# Lecture 5: 
- K-Means Clustering

__Optional Reading Material:__
- [Scikit-learn: K-Means Clustering](http://scikit-learn.org/stable/modules/generated/sklearn.cluster.KMeans.html)
- [Visualizing K-Means clustering](https://www.naftaliharris.com/blog/visualizing-k-means-clustering/)

### k-Means Clustering
The idea of k-means clustering is to group a set of data points into $k$ clusters, such that we make the clusters as clustered, or as concentrated, as possible. So, if we wish to cluster into clusters $\{D_1, D_2, . . . D_{k}\}$, then we wish to minimize the total within-cluster variation:
$$
\displaystyle\sum_{i=1}^{k}\sum_{x\in D_i} d(x,\mu_i)^2.
$$


When clustering, the points are clustered very much dependently on each other. Usually, the distance function is the Euclidean distance. It is not usually feasible to search the space of all possible solutions, so some fast optimization algorithm is used (sometimes several times). In sklearn, you as a user can control what method is used. k-Means clustering is faster and more robust if the data is as low-dimensional as possible. This means that linearly correlated variables should be combined. This is called __dimensionality reduction__.

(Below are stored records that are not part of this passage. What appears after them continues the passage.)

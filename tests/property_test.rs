use std::collections::BTreeMap;

use proptest::prelude::*;
use tablewalk::{RestartPolicy, SkipTable, Value, ValuesIterator, WalkOptions};

/// Plain model of a nested table, used as the reference
#[derive(Debug, Clone)]
enum Node {
    Leaf(i64),
    Map(BTreeMap<String, Node>),
}

fn node_strategy() -> impl Strategy<Value = Node> {
    let leaf = any::<i64>().prop_map(Node::Leaf);
    leaf.prop_recursive(4, 64, 4, |inner| {
        prop::collection::btree_map("[a-d]", inner, 0..4).prop_map(Node::Map)
    })
}

fn segment_strategy() -> impl Strategy<Value = String> {
    prop_oneof![
        2 => Just("*".to_string()),
        1 => "[a-d]",
    ]
}

fn pattern_strategy() -> impl Strategy<Value = Vec<String>> {
    prop::collection::vec(segment_strategy(), 1..5)
}

fn to_value(node: &Node) -> Value {
    match node {
        Node::Leaf(i) => Value::Int(*i),
        Node::Map(children) => {
            let table = SkipTable::new();
            for (name, child) in children {
                table.insert(name.as_str(), to_value(child));
            }
            Value::from(table)
        }
    }
}

/// Nested-loop expansion of the pattern over the model
fn expand(node: &Node, segments: &[String], out: &mut Vec<i64>) {
    let Some((head, rest)) = segments.split_first() else {
        if let Node::Leaf(i) = node {
            out.push(*i);
        }
        return;
    };
    let Node::Map(children) = node else {
        return;
    };
    if head == "*" {
        for child in children.values() {
            expand(child, rest, out);
        }
    } else if let Some(child) = children.get(head) {
        expand(child, rest, out);
    }
}

/// Number of values the pattern reaches, tables included
fn expand_all(node: &Node, segments: &[String]) -> usize {
    let Some((head, rest)) = segments.split_first() else {
        return 1;
    };
    let Node::Map(children) = node else {
        return 0;
    };
    if head == "*" {
        children.values().map(|c| expand_all(c, rest)).sum()
    } else {
        children.get(head).map_or(0, |c| expand_all(c, rest))
    }
}

proptest! {
    /// Property: the iterator visits exactly what nested loops over the
    /// wildcards would, in the same order
    #[test]
    fn property_matches_nested_loops(node in node_strategy(), segments in pattern_strategy()) {
        let root = to_value(&node);
        let pattern = segments.join(".");

        let found: Vec<Value> = tablewalk::values(&root, &pattern).unwrap().collect();
        prop_assert_eq!(found.len(), expand_all(&node, &segments));

        let leaves: Vec<i64> = found.iter().filter_map(Value::as_int).collect();
        let mut expected = Vec::new();
        expand(&node, &segments, &mut expected);
        prop_assert_eq!(leaves, expected);
    }

    /// Property: both restart policies produce the same sequence
    #[test]
    fn property_restart_policies_agree(node in node_strategy(), segments in pattern_strategy()) {
        let root = to_value(&node);
        let pattern = segments.join(".");

        let nearest: Vec<Value> = tablewalk::values(&root, &pattern).unwrap().collect();
        let options = WalkOptions {
            restart_policy: RestartPolicy::FromRoot,
            ..Default::default()
        };
        let rebuilt: Vec<Value> = ValuesIterator::with_options(&root, &pattern, options)
            .unwrap()
            .collect();
        prop_assert_eq!(nearest, rebuilt);
    }

    /// Property: exhaustion is sticky
    #[test]
    fn property_exhaustion_sticky(node in node_strategy(), segments in pattern_strategy()) {
        let root = to_value(&node);
        let mut iter = tablewalk::values(&root, &segments.join(".")).unwrap();
        while iter.next().is_some() {}
        for _ in 0..3 {
            prop_assert!(iter.next().is_none());
        }
        prop_assert!(iter.is_exhausted());
    }

    /// Property: every value comes with one matched key per wildcard
    #[test]
    fn property_matched_keys_per_wildcard(node in node_strategy(), segments in pattern_strategy()) {
        let root = to_value(&node);
        let wildcards = segments.iter().filter(|s| *s == "*").count();
        let mut iter = tablewalk::values(&root, &segments.join(".")).unwrap();
        while iter.next().is_some() {
            prop_assert_eq!(iter.matched_keys().len(), wildcards);
        }
    }
}
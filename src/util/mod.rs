pub mod key;
pub mod status;

pub use key::Key;
pub use status::{Result, Status};
/// Table module for tablewalk
///
/// A table is the hierarchical container a path walk descends through: a
/// mapping from [`Key`] to [`Value`], where values may themselves be tables.
///
/// # Enumeration
///
/// Enumeration is expressed as a resumable cursor rather than a borrowed
/// iterator:
///
/// ```text
/// next_entry(None)        -> first entry
/// next_entry(Some(&k1))   -> entry after k1
/// ...
/// next_entry(Some(&kn))   -> None (exhausted)
/// ```
///
/// A walker only has to remember the last key it consumed at each level to
/// pick up where it left off. The order is whatever the table provides, but
/// it must be stable while the table is not modified.
use std::{collections::BTreeMap, fmt, ops::Bound};

use crate::{util::Key, value::Value};

mod skip_table;

pub use skip_table::SkipTable;

/// Container contract required by the path walker
pub trait Table: fmt::Debug + Send + Sync {
    /// Look up the value stored under `key`
    fn get(&self, key: &Key) -> Option<Value>;

    /// Entry following `after` in enumeration order
    ///
    /// `None` asks for the first entry. Returns `None` once the enumeration
    /// is exhausted.
    fn next_entry(&self, after: Option<&Key>) -> Option<(Key, Value)>;

    /// Number of entries
    fn len(&self) -> usize;

    fn is_empty(&self) -> bool {
        self.len() == 0
    }
}

impl dyn Table {
    /// Iterate all entries in enumeration order
    pub fn entries(&self) -> Entries<'_> {
        Entries {
            table: self,
            cursor: None,
            done: false,
        }
    }
}

/// Iterator over the entries of a table, driven by [`Table::next_entry`]
pub struct Entries<'a> {
    table: &'a dyn Table,
    cursor: Option<Key>,
    done: bool,
}

impl Iterator for Entries<'_> {
    type Item = (Key, Value);

    fn next(&mut self) -> Option<Self::Item> {
        if self.done {
            return None;
        }
        match self.table.next_entry(self.cursor.as_ref()) {
            Some((key, value)) => {
                self.cursor = Some(key.clone());
                Some((key, value))
            }
            None => {
                self.done = true;
                None
            }
        }
    }
}

impl Table for BTreeMap<Key, Value> {
    fn get(&self, key: &Key) -> Option<Value> {
        BTreeMap::get(self, key).cloned()
    }

    fn next_entry(&self, after: Option<&Key>) -> Option<(Key, Value)> {
        let lower = match after {
            Some(key) => Bound::Excluded(key),
            None => Bound::Unbounded,
        };
        self.range::<Key, _>((lower, Bound::Unbounded))
            .next()
            .map(|(k, v)| (k.clone(), v.clone()))
    }

    fn len(&self) -> usize {
        BTreeMap::len(self)
    }
}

__k-Means clustering__ is implemented as follows:

In [1]:
import numpy as np
from sklearn.cluster import KMeans

In [3]:
X=  np.array([[1,1,3,4],
              [2,1,5,5],
              [5,5,1,2],
              [5,4,1,3],
              [5,5,1,1]])
kmeans = KMeans(4)
kmeans.fit(X)
kmeans.labels_

array([1, 2, 0, 3, 0], dtype=int32)

Again, if you look at the data, these are likely the clusters that you would have detected intuitively.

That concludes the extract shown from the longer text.